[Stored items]

//! Host-facing context: owns the settings, the engine and the watcher, and
//! implements the user commands on top of them.

use std::path::PathBuf;
use std::sync::Arc;
use std::sync::atomic::AtomicBool;

use citevault_config::{AppConfig, DEFAULT_STUB_FOLDER};
use tracing::{error, info};

use crate::applier::BatchOptions;
use crate::engine::{EngineSettings, SyncEngine};
use crate::error::SyncOutcome;
use crate::notifier::Notifier;
use crate::overview::{base_file_path, ensure_base_file};
use crate::schema::SyncResult;
use crate::store::NoteStore;
use crate::watcher::{ExportWatcher, WatchOptions, WatchState};

pub const MISSING_EXPORT_PATH: &str = "Please configure the BBT export file path in settings.";
pub const BASE_CREATED: &str = "Created Zotero library base view file.";
pub const BASE_NOT_FOUND: &str = "Zotero library base not found. Run a sync first.";

/// Everything the sync side needs from the user's configuration.
#[derive(Debug, Clone)]
pub struct Settings {
    pub vault_root: PathBuf,
    pub export_file_path: String,
    pub stub_folder: String,
    pub auto_sync: bool,
    pub batch: BatchOptions,
    pub watch: WatchOptions,
}

impl Settings {
    pub fn has_export_path(&self) -> bool {
        !self.export_file_path.trim().is_empty()
    }

    fn engine_settings(&self) -> EngineSettings {
        EngineSettings {
            vault_root: self.vault_root.clone(),
            export_path: self.export_file_path.trim().to_string(),
            stub_folder: self.stub_folder.clone(),
            batch: self.batch,
        }
    }

    fn normalized(mut self) -> Self {
        if self.stub_folder.trim().is_empty() {
            self.stub_folder = DEFAULT_STUB_FOLDER.to_string();
        } else {
            self.stub_folder = self.stub_folder.trim().to_string();
        }
        self
    }
}

impl From<&AppConfig> for Settings {
    fn from(config: &AppConfig) -> Self {
        Self {
            vault_root: config.vault_root(),
            export_file_path: config.sync.export_file_path.trim().to_string(),
            stub_folder: config.sync.effective_stub_folder(),
            auto_sync: config.sync.auto_sync,
            batch: BatchOptions {
                batch_size: config.sync.batch_size.max(1),
                batch_delay: config.sync.batch_delay(),
            },
            watch: WatchOptions {
                debounce: config.sync.debounce(),
                restart_delay: config.sync.restart_delay(),
            },
        }
    }
}

pub struct SyncApp {
    settings: Settings,
    store: Arc<dyn NoteStore>,
    notifier: Arc<dyn Notifier>,
    engine: Arc<SyncEngine>,
    /// Outlives engine rebuilds so passes never overlap across them.
    in_flight: Arc<AtomicBool>,
    watcher: Option<ExportWatcher>,
}

impl SyncApp {
    pub fn new(settings: Settings, store: Arc<dyn NoteStore>, notifier: Arc<dyn Notifier>) -> Self {
        let settings = settings.normalized();
        let in_flight = Arc::new(AtomicBool::new(false));
        let engine = Arc::new(SyncEngine::with_in_flight(
            settings.engine_settings(),
            store.clone(),
            notifier.clone(),
            in_flight.clone(),
        ));
        Self {
            settings,
            store,
            notifier,
            engine,
            in_flight,
            watcher: None,
        }
    }

    pub fn settings(&self) -> &Settings {
        &self.settings
    }

    pub fn engine(&self) -> &Arc<SyncEngine> {
        &self.engine
    }

    /// State of the export watcher.  Manual syncs do not show up here; use
    /// [`SyncEngine::is_syncing`] for any pass in flight.
    pub fn watch_state(&self) -> WatchState {
        self.watcher
            .as_ref()
            .map_or(WatchState::Idle, ExportWatcher::state)
    }

    /// Start watching when an export path is set and auto-sync is on.
    pub fn enable(&mut self) -> SyncOutcome<WatchState> {
        self.disable();
        if !self.settings.has_export_path() || !self.settings.auto_sync {
            info!(
                auto_sync = self.settings.auto_sync,
                "automatic sync not enabled"
            );
            return Ok(WatchState::Idle);
        }

        let mut watcher = ExportWatcher::new(self.engine.clone(), self.settings.watch);
        let state = watcher.start()?;
        self.watcher = Some(watcher);
        Ok(state)
    }

    pub fn disable(&mut self) {
        if let Some(mut watcher) = self.watcher.take() {
            watcher.stop();
        }
    }

    /// Manual sync.  `None` when no export path is configured.
    pub async fn trigger_sync(&self) -> Option<SyncResult> {
        if !self.settings.has_export_path() {
            self.notifier.show(MISSING_EXPORT_PATH);
            return None;
        }

        let result = self.engine.sync().await;
        if result.created > 0 || result.updated > 0 {
            match ensure_base_file(self.store.as_ref(), &self.settings.stub_folder).await {
                Ok(true) => self.notifier.show(BASE_CREATED),
                Ok(false) => {}
                Err(err) => error!(%err, "could not create the library base file"),
            }
        }
        Some(result)
    }

    /// Vault-relative path of the overview document, if it exists.
    pub async fn open_base(&self) -> Option<String> {
        let path = base_file_path();
        match self.store.file_exists(&path).await {
            Ok(true) => Some(path),
            Ok(false) => {
                self.notifier.show(BASE_NOT_FOUND);
                None
            }
            Err(err) => {
                error!(%err, "could not look up the library base file");
                self.notifier.show(BASE_NOT_FOUND);
                None
            }
        }
    }

    /// Swap in new settings, rebuild the engine and restart the watcher if
    /// one was running or should now run.  A pass still running on the old
    /// engine keeps the new one from starting another until it finishes.
    pub fn update_settings(&mut self, settings: Settings) -> SyncOutcome<WatchState> {
        self.disable();
        self.settings = settings.normalized();
        self.engine = Arc::new(SyncEngine::with_in_flight(
            self.settings.engine_settings(),
            self.store.clone(),
            self.notifier.clone(),
            self.in_flight.clone(),
        ));
        info!(
            export = %self.settings.export_file_path,
            stub_folder = %self.settings.stub_folder,
            auto_sync = self.settings.auto_sync,
            "settings updated"
        );
        self.enable()
    }
}

impl Drop for SyncApp {
    fn drop(&mut self) {
        self.disable();
    }
}

#[cfg(test)]
mod tests {
    use super::*;
    use crate::engine::SYNC_IN_PROGRESS;
    use crate::notifier::RecordingNotifier;
    use crate::store::FsNoteStore;
    use crate::store::testing::GatedStore;
    use std::time::Duration;
    use tempfile::TempDir;
    use tokio::time::timeout;

    const SMITH: &str = r#"[{"id":"AAAA1111","citation-key":"smith2020","title":"On Foo"}]"#;

    fn settings(dir: &TempDir, export: &str) -> Settings {
        Settings {
            vault_root: dir.path().to_path_buf(),
            export_file_path: export.to_string(),
            stub_folder: "Zotero Library".to_string(),
            auto_sync: true,
            batch: BatchOptions {
                batch_size: 10,
                batch_delay: Duration::from_millis(1),
            },
            watch: WatchOptions::default(),
        }
    }

    fn app(dir: &TempDir, export: &str) -> (SyncApp, Arc<RecordingNotifier>) {
        let notifier = Arc::new(RecordingNotifier::default());
        let app = SyncApp::new(
            settings(dir, export),
            Arc::new(FsNoteStore::new(dir.path(), ".trash")),
            notifier.clone(),
        );
        (app, notifier)
    }

    #[test]
    fn settings_follow_config() {
        let mut config = AppConfig::default();
        config.vault.path = "/vault".to_string();
        config.sync.export_file_path = "  lib.json ".to_string();
        config.sync.stub_folder = "   ".to_string();
        config.sync.batch_size = 0;

        let settings = Settings::from(&config);
        assert_eq!(settings.vault_root, PathBuf::from("/vault"));
        assert_eq!(settings.export_file_path, "lib.json");
        assert_eq!(settings.stub_folder, DEFAULT_STUB_FOLDER);
        assert_eq!(settings.batch.batch_size, 1);
        assert_eq!(settings.watch.debounce, Duration::from_millis(500));
    }

    #[tokio::test]
    async fn sync_without_export_path_asks_for_configuration() {
        let dir = TempDir::new().unwrap();
        let (app, notifier) = app(&dir, "");
        assert!(app.trigger_sync().await.is_none());
        assert_eq!(notifier.messages(), vec![MISSING_EXPORT_PATH]);
    }

    #[tokio::test]
    async fn first_sync_creates_base_file_once() {
        let dir = TempDir::new().unwrap();
        std::fs::write(dir.path().join("library.json"), SMITH).unwrap();
        let (app, notifier) = app(&dir, "library.json");

        let first = app.trigger_sync().await.unwrap();
        assert_eq!(first.created, 1);
        assert!(dir.path().join("Zotero Library.base").exists());

        app.trigger_sync().await.unwrap();
        assert_eq!(
            notifier.messages(),
            vec![
                "Zotero sync: 1 added",
                BASE_CREATED,
                "Zotero sync: 1 updated",
            ]
        );
    }

    #[tokio::test]
    async fn no_base_file_when_nothing_changed() {
        let dir = TempDir::new().unwrap();
        std::fs::write(dir.path().join("library.json"), "[]").unwrap();
        let (app, _) = app(&dir, "library.json");
        app.trigger_sync().await.unwrap();
        assert!(!dir.path().join("Zotero Library.base").exists());
    }

    #[tokio::test]
    async fn open_base_requires_a_previous_sync() {
        let dir = TempDir::new().unwrap();
        std::fs::write(dir.path().join("library.json"), SMITH).unwrap();
        let (app, notifier) = app(&dir, "library.json");

        assert_eq!(app.open_base().await, None);
        assert_eq!(notifier.messages(), vec![BASE_NOT_FOUND]);

        app.trigger_sync().await.unwrap();
        assert_eq!(app.open_base().await.as_deref(), Some("Zotero Library.base"));
    }

    #[tokio::test]
    async fn enable_respects_auto_sync_and_export_path() {
        let dir = TempDir::new().unwrap();
        std::fs::write(dir.path().join("library.json"), "[]").unwrap();

        let (mut app, _) = app(&dir, "");
        assert_eq!(app.enable().unwrap(), WatchState::Idle);

        let mut with_path = settings(&dir, "library.json");
        with_path.auto_sync = false;
        assert_eq!(app.update_settings(with_path.clone()).unwrap(), WatchState::Idle);

        with_path.auto_sync = true;
        assert_eq!(app.update_settings(with_path).unwrap(), WatchState::WatchingFile);
        assert_eq!(app.watch_state(), WatchState::WatchingFile);

        app.disable();
        assert_eq!(app.watch_state(), WatchState::Idle);
    }

    #[tokio::test]
    async fn update_settings_moves_notes_to_new_folder() {
        let dir = TempDir::new().unwrap();
        std::fs::write(dir.path().join("library.json"), SMITH).unwrap();
        let (mut app, _) = app(&dir, "library.json");

        let mut moved = settings(&dir, "library.json");
        moved.stub_folder = "References".to_string();
        moved.auto_sync = false;
        app.update_settings(moved).unwrap();

        app.trigger_sync().await.unwrap();
        assert!(dir.path().join("References/smith2020.md").exists());
        assert!(!dir.path().join("Zotero Library").exists());

        let mut blank = settings(&dir, "library.json");
        blank.stub_folder = String::new();
        blank.auto_sync = false;
        app.update_settings(blank).unwrap();
        assert_eq!(app.settings().stub_folder, DEFAULT_STUB_FOLDER);
    }

    #[tokio::test]
    async fn rebuilt_engine_waits_for_sync_started_before_update() {
        let dir = TempDir::new().unwrap();
        std::fs::write(dir.path().join("library.json"), SMITH).unwrap();
        let store = Arc::new(GatedStore::new(dir.path()));
        let mut app = SyncApp::new(
            settings(&dir, "library.json"),
            store.clone(),
            Arc::new(RecordingNotifier::default()),
        );

        let old_engine = app.engine().clone();
        let running = tokio::spawn(async move { old_engine.sync().await });
        timeout(Duration::from_secs(5), store.entered.notified())
            .await
            .unwrap();

        let mut next = settings(&dir, "library.json");
        next.stub_folder = "References".to_string();
        next.auto_sync = false;
        app.update_settings(next).unwrap();
        assert!(app.engine().is_syncing());

        let overlapping = app.trigger_sync().await.unwrap();
        assert_eq!(overlapping.errors, vec![SYNC_IN_PROGRESS]);
        assert!(!dir.path().join("References").exists());

        store.release.notify_one();
        let finished = running.await.unwrap();
        assert_eq!(finished.created, 1);
        assert!(!app.engine().is_syncing());

        let next_pass = app.trigger_sync().await.unwrap();
        assert!(next_pass.errors.is_empty());
        assert!(dir.path().join("References/smith2020.md").exists());
    }

    #[tokio::test]
    async fn manual_sync_leaves_watch_state_alone() {
        let dir = TempDir::new().unwrap();
        std::fs::write(dir.path().join("library.json"), SMITH).unwrap();
        let store = Arc::new(GatedStore::new(dir.path()));
        let mut app = SyncApp::new(
            settings(&dir, "library.json"),
            store.clone(),
            Arc::new(RecordingNotifier::default()),
        );
        assert_eq!(app.enable().unwrap(), WatchState::WatchingFile);

        let observe = async {
            timeout(Duration::from_secs(5), store.entered.notified())
                .await
                .unwrap();
            let during = (app.watch_state(), app.engine().is_syncing());
            store.release.notify_one();
            during
        };
        let (result, during) = tokio::join!(app.trigger_sync(), observe);

        assert_eq!(during, (WatchState::WatchingFile, true));
        assert_eq!(result.unwrap().created, 1);
        assert_eq!(app.watch_state(), WatchState::WatchingFile);
    }
}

- **EXERCISE PROMPT**: Copy out the lines of the records above in which the string "errors" appears.

- **RESULT**:
        assert_eq!(overlapping.errors, vec![SYNC_IN_PROGRESS]);
        assert!(next_pass.errors.is_empty());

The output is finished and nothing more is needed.